Extracted records:
Segment Open

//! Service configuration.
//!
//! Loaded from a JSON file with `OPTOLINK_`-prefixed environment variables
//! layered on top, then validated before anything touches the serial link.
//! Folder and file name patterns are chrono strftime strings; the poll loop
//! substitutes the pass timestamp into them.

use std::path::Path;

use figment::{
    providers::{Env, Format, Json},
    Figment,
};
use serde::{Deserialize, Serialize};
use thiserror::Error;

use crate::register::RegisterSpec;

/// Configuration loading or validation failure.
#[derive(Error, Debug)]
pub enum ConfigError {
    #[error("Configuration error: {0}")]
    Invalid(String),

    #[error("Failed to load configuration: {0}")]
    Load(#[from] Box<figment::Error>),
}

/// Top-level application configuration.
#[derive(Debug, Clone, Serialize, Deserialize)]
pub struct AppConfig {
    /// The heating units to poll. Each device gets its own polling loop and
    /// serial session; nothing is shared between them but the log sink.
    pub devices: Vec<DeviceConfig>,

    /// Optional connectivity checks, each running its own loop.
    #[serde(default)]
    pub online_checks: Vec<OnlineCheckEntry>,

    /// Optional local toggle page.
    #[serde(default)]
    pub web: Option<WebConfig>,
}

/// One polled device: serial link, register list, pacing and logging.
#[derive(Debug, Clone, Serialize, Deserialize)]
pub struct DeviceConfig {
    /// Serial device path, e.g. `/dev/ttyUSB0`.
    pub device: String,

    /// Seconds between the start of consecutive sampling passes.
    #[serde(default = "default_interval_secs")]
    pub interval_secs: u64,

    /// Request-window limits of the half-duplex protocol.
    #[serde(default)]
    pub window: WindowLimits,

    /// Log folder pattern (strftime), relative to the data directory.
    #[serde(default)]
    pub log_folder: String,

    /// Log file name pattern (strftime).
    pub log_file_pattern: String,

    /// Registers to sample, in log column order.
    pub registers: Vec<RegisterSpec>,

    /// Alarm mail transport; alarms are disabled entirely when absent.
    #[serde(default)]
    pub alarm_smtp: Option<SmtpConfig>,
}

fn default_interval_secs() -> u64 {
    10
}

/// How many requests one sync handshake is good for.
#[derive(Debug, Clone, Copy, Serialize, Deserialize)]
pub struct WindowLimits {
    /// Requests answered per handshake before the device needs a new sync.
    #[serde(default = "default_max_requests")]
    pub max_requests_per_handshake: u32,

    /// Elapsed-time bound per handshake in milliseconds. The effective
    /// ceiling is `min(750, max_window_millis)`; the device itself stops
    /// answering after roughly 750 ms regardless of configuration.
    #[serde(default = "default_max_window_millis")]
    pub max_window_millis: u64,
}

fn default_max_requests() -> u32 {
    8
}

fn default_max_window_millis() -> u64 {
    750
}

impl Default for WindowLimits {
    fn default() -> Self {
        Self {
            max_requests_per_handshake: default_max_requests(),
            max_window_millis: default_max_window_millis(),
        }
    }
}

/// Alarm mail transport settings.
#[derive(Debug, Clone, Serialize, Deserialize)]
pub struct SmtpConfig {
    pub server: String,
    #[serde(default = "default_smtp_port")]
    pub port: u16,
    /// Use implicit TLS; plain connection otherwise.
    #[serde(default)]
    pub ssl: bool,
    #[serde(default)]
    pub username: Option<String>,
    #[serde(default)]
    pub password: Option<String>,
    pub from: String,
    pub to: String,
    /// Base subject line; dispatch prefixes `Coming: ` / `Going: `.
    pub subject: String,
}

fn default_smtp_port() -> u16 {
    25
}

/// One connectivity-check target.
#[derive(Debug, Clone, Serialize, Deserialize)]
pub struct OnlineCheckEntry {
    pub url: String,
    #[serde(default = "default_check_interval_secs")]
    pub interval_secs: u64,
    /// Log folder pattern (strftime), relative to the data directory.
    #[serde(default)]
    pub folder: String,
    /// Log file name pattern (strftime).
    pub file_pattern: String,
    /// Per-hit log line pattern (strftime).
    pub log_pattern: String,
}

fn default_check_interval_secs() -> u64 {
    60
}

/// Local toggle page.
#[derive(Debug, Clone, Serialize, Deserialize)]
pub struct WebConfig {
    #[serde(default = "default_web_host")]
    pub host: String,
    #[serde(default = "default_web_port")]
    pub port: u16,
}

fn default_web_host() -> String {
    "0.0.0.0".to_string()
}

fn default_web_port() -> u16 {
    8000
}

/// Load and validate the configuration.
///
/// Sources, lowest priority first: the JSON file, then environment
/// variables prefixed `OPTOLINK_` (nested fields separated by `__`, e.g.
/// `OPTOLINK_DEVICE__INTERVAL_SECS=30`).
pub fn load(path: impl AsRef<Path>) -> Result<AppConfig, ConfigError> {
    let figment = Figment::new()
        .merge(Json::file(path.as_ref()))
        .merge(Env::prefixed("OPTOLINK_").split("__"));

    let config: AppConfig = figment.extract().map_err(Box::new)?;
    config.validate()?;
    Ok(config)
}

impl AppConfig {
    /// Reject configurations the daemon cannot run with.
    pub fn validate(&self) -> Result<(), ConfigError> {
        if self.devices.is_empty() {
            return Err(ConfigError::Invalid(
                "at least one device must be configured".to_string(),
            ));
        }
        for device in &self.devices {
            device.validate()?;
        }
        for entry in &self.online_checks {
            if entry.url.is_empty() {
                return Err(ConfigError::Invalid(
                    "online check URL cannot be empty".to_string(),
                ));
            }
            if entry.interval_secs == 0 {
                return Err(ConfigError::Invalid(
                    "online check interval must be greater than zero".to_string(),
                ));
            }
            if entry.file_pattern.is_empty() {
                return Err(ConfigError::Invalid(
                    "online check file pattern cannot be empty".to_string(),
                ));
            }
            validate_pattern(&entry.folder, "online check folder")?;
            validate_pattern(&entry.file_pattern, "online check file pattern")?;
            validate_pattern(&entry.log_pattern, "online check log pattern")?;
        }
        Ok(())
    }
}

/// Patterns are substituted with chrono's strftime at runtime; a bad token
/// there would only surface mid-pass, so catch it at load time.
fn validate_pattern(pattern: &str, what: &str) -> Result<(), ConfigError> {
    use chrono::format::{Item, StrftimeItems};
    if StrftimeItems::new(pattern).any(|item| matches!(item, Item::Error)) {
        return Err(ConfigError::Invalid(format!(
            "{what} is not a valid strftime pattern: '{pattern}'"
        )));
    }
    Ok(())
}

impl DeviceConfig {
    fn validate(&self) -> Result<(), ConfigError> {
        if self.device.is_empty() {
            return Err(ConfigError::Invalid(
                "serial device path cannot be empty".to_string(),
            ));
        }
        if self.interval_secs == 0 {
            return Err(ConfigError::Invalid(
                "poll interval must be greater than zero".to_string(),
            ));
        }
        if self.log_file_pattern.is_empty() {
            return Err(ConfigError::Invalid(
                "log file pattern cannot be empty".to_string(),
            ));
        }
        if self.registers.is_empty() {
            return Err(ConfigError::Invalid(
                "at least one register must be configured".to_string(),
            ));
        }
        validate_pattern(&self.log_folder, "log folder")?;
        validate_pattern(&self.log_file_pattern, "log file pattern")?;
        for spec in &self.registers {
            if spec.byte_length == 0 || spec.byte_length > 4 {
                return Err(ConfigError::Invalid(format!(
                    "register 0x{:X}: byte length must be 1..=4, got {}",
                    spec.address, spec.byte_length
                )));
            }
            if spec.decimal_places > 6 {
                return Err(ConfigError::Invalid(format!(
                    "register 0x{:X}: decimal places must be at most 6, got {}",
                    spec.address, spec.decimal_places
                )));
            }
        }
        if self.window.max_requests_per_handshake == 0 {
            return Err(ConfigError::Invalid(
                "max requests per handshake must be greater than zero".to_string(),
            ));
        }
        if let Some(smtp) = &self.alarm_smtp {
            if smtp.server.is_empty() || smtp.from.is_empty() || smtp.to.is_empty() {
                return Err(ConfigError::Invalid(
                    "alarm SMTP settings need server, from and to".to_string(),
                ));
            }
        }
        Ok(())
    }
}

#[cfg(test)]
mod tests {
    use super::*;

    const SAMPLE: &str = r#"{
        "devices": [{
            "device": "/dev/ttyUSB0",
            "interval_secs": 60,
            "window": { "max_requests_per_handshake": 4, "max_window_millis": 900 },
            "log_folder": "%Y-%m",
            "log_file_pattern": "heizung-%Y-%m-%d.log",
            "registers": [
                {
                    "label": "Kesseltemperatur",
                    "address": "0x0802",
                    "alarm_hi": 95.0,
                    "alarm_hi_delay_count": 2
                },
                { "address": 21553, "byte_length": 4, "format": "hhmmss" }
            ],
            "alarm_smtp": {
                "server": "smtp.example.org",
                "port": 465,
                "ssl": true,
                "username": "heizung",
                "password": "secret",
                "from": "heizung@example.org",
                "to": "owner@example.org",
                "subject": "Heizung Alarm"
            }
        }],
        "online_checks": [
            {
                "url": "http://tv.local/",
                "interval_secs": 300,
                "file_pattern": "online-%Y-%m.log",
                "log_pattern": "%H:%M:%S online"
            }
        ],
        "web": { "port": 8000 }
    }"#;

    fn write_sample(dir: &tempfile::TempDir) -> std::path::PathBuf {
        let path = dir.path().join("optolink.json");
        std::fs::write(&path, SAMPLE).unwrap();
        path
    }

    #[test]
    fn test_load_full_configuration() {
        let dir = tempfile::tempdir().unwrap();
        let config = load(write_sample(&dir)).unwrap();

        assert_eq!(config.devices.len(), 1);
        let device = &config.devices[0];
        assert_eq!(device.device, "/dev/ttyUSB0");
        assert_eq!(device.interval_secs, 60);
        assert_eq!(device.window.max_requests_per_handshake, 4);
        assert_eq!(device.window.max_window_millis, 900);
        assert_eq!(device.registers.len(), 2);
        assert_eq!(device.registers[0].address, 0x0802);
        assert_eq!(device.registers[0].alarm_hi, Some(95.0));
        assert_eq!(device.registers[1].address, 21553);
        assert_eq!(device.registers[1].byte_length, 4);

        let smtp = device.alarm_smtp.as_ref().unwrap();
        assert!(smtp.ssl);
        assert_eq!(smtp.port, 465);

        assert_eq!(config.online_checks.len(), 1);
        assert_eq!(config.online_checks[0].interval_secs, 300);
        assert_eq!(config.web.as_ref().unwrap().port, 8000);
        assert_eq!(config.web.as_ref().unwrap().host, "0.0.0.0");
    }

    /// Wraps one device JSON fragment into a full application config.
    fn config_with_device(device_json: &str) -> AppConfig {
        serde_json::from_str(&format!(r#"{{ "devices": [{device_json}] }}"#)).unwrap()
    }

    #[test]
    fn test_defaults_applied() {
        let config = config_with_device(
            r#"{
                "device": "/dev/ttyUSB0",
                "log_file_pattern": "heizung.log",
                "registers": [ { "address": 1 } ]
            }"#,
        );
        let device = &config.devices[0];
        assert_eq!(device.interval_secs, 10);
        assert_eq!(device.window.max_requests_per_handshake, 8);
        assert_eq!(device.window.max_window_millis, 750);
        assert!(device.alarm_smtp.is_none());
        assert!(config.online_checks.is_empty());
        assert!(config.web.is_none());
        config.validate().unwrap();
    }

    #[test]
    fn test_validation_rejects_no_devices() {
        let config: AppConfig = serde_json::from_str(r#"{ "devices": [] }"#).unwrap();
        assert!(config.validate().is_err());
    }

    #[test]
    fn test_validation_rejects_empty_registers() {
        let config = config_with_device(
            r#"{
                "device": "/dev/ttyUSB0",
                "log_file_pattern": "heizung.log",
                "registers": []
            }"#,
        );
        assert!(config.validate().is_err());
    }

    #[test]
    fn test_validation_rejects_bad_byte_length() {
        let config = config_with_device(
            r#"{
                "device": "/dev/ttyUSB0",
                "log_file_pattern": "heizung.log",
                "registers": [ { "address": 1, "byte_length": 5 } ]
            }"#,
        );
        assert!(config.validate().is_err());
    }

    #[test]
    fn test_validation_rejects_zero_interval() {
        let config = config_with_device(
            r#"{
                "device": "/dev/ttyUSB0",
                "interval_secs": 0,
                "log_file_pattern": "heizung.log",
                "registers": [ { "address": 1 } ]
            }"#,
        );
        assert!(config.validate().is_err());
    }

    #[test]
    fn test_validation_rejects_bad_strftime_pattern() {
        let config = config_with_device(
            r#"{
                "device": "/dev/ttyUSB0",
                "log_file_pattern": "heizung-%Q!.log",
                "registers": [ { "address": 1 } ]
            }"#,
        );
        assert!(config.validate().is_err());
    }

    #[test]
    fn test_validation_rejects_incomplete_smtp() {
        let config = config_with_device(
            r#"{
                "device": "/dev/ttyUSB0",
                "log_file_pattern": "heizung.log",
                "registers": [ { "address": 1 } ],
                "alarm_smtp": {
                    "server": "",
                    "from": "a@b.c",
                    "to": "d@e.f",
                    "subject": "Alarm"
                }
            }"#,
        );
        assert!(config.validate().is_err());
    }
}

Segment Closed

[TASK ITEM]
In the data above, how many lines hold the string "settings"? Give the number by itself.

[SOLUTION TO THIS PROBLEM]
2